For students, the choices are equally stark. An aspiring pilot at a university program can finish general education requirements and core aviation classes, but without financing for the required flight hours—often the most expensive part—progress stops. Even as airlines advertise hiring programs and tuition assistance, those benefits typically kick in after training milestones are met. By aligning federal loan caps with actual aviation training costs, lawmakers argue, students could bridge that gap and graduate ready to build hours as instructor pilots and move into regional airline roles.

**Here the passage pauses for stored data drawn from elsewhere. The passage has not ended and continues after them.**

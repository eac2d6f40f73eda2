/// Server error types
use axum::{
    http::StatusCode,
    response::{IntoResponse, Response},
    Json,
};
use serde::Serialize;
use thiserror::Error;
use userdb_core::StoreError;

pub type Result<T> = std::result::Result<T, ServerError>;

#[derive(Debug, Error)]
pub enum ServerError {
    #[error(transparent)]
    Store(#[from] StoreError),

    #[error("Invalid request body: {0}")]
    InvalidBody(String),

    #[error("Internal server error: {0}")]
    Internal(String),

    #[error("Configuration error: {0}")]
    Config(String),
}

/// JSON body of every error response
#[derive(Debug, Serialize)]
pub struct ErrorBody {
    pub status: &'static str,
    pub error: &'static str,
}

impl ServerError {
    /// Status, status text and code rendered to the client.
    ///
    /// Only these fixed values ever leave the server; the error's own message
    /// is for logs.
    pub fn parts(&self) -> (StatusCode, &'static str, &'static str) {
        match self {
            ServerError::Store(err) => (
                StatusCode::from_u16(err.status_code()).unwrap_or(StatusCode::INTERNAL_SERVER_ERROR),
                err.status_text(),
                err.code(),
            ),
            ServerError::InvalidBody(_) => (
                StatusCode::BAD_REQUEST,
                "Invalid request.",
                "invalid_request_body",
            ),
            ServerError::Internal(_) | ServerError::Config(_) => (
                StatusCode::INTERNAL_SERVER_ERROR,
                "Internal server error.",
                "internal_server_error",
            ),
        }
    }
}

impl IntoResponse for ServerError {
    fn into_response(self) -> Response {
        match &self {
            ServerError::Store(StoreError::UserNotFound(_)) | ServerError::InvalidBody(_) => {}
            ServerError::Store(StoreError::Internal(msg))
            | ServerError::Internal(msg)
            | ServerError::Config(msg) => {
                tracing::error!("Internal error: {}", msg);
            }
        }

        let (status, status_text, code) = self.parts();
        let body = Json(ErrorBody {
            status: status_text,
            error: code,
        });

        (status, body).into_response()
    }
}
/// Health check API routes
use crate::state::AppState;
use axum::{extract::State, http::StatusCode, Json};
use serde::Serialize;

#[derive(Debug, Serialize)]
pub struct HealthResponse {
    pub status: String,
    pub version: String,
}

/// GET /health - Health check endpoint
///
/// Reports `unavailable` (503) when the store file cannot be read or parsed.
pub async fn health(State(app_state): State<AppState>) -> (StatusCode, Json<HealthResponse>) {
    let (status, label) = match app_state.with_users("health", |users| users.get_all()).await {
        Ok(_) => (StatusCode::OK, "ok"),
        Err(_) => (StatusCode::SERVICE_UNAVAILABLE, "unavailable"),
    };

    (
        status,
        Json(HealthResponse {
            status: label.to_string(),
            version: env!("CARGO_PKG_VERSION").to_string(),
        }),
    )
}
/// Shared application state
use crate::error::{Result, ServerError};
use std::sync::Arc;
use userdb_core::UserRepository;

/// Application state shared across all handlers
#[derive(Clone)]
pub struct AppState {
    pub users: Arc<dyn UserRepository>,
}

impl AppState {
    pub fn new(users: Arc<dyn UserRepository>) -> Self {
        Self { users }
    }

    /// Run a blocking store call on tokio's blocking pool.
    ///
    /// Store calls block on file I/O for their whole duration and must not run
    /// on the async workers.
    pub async fn with_users<T, F>(&self, operation: &'static str, f: F) -> Result<T>
    where
        T: Send + 'static,
        F: FnOnce(&dyn UserRepository) -> userdb_core::Result<T> + Send + 'static,
    {
        let users = Arc::clone(&self.users);
        let outcome = tokio::task::spawn_blocking(move || f(users.as_ref()))
            .await
            .map_err(|e| ServerError::Internal(format!("{} task failed: {}", operation, e)))?;

        outcome.map_err(|e| {
            tracing::warn!("{} returns error: {}", operation, e);
            ServerError::Store(e)
        })
    }
}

Backers also stress equity. Groups representing pilots and regional carriers argue that today’s financing model filters out capable candidates who do not have family support, savings, or prime credit. In their view, treating aviation training as a professional degree for loan purposes would broaden the talent pool at a time when nearly half of current commercial pilots are expected to retire within the next 10 to 15 years. They say the move is not a subsidy for airlines, but a way to ensure that students from all backgrounds can reach the starting line of a career with strong wages and clear advancement.
Opposition has been muted in the early debate, with most of the friction focused on how the Department of Education interprets OBBBA’s language and how quickly it can issue guidance without a full rulemaking process. Schools are watching closely because each semester that passes under lower loan caps forces them to stitch together scholarships, private loans, and payment plans for students trying to keep pace with flight-hour requirements. If the department affirms higher loan eligibility for aviation students, institutions say they can package aid earlier and reduce attrition.
The House and Senate measures will continue to move on separate tracks, but the immediate test is at the agency level. If the Department of Education adopts the interpretation sought by the 31 senators, students entering programs this winter could see a clearer path to financing the most expensive phases of training. If the department holds off, the coalition is likely to intensify the legislative push so that aviation training is explicitly labeled a professional degree under federal law, erasing the ambiguity that has left students exposed to lower borrowing limits.
For now, students, schools, and airlines are navigating a holding pattern. Advocates of the change say the fix does not require new federal spending so much as it aligns loan caps with the real cost of a safety-critical professional path. Their argument is that loan policy should reflect labor-market needs—especially when the absence of pilots has already grounded aircraft and dimmed connectivity for smaller cities and towns. With the next set of graduation and hiring cycles approaching, the senators’ request puts the decision squarely with the Department of Education, and the clock is already ticking.
This Article in a Nutshell
On October 28, 2025, 31 senators urged the Department of Education to clarify that accredited aviation degree programs and FAA Part 141 flight training qualify for higher federal loan limits under OBBBA. Bipartisan leaders Dan Sullivan and Tammy Baldwin, backed by industry groups like RAA, ALPA and A4A, argue current undergraduate caps leave students facing an average $80,000 funding shortfall—flight training costs about $80,000 and combined degree costs can reach $200,000. The senators also support the Flight Education Access Act and parallel House measures to expand scholarships and loan access to grow the pilot pipeline.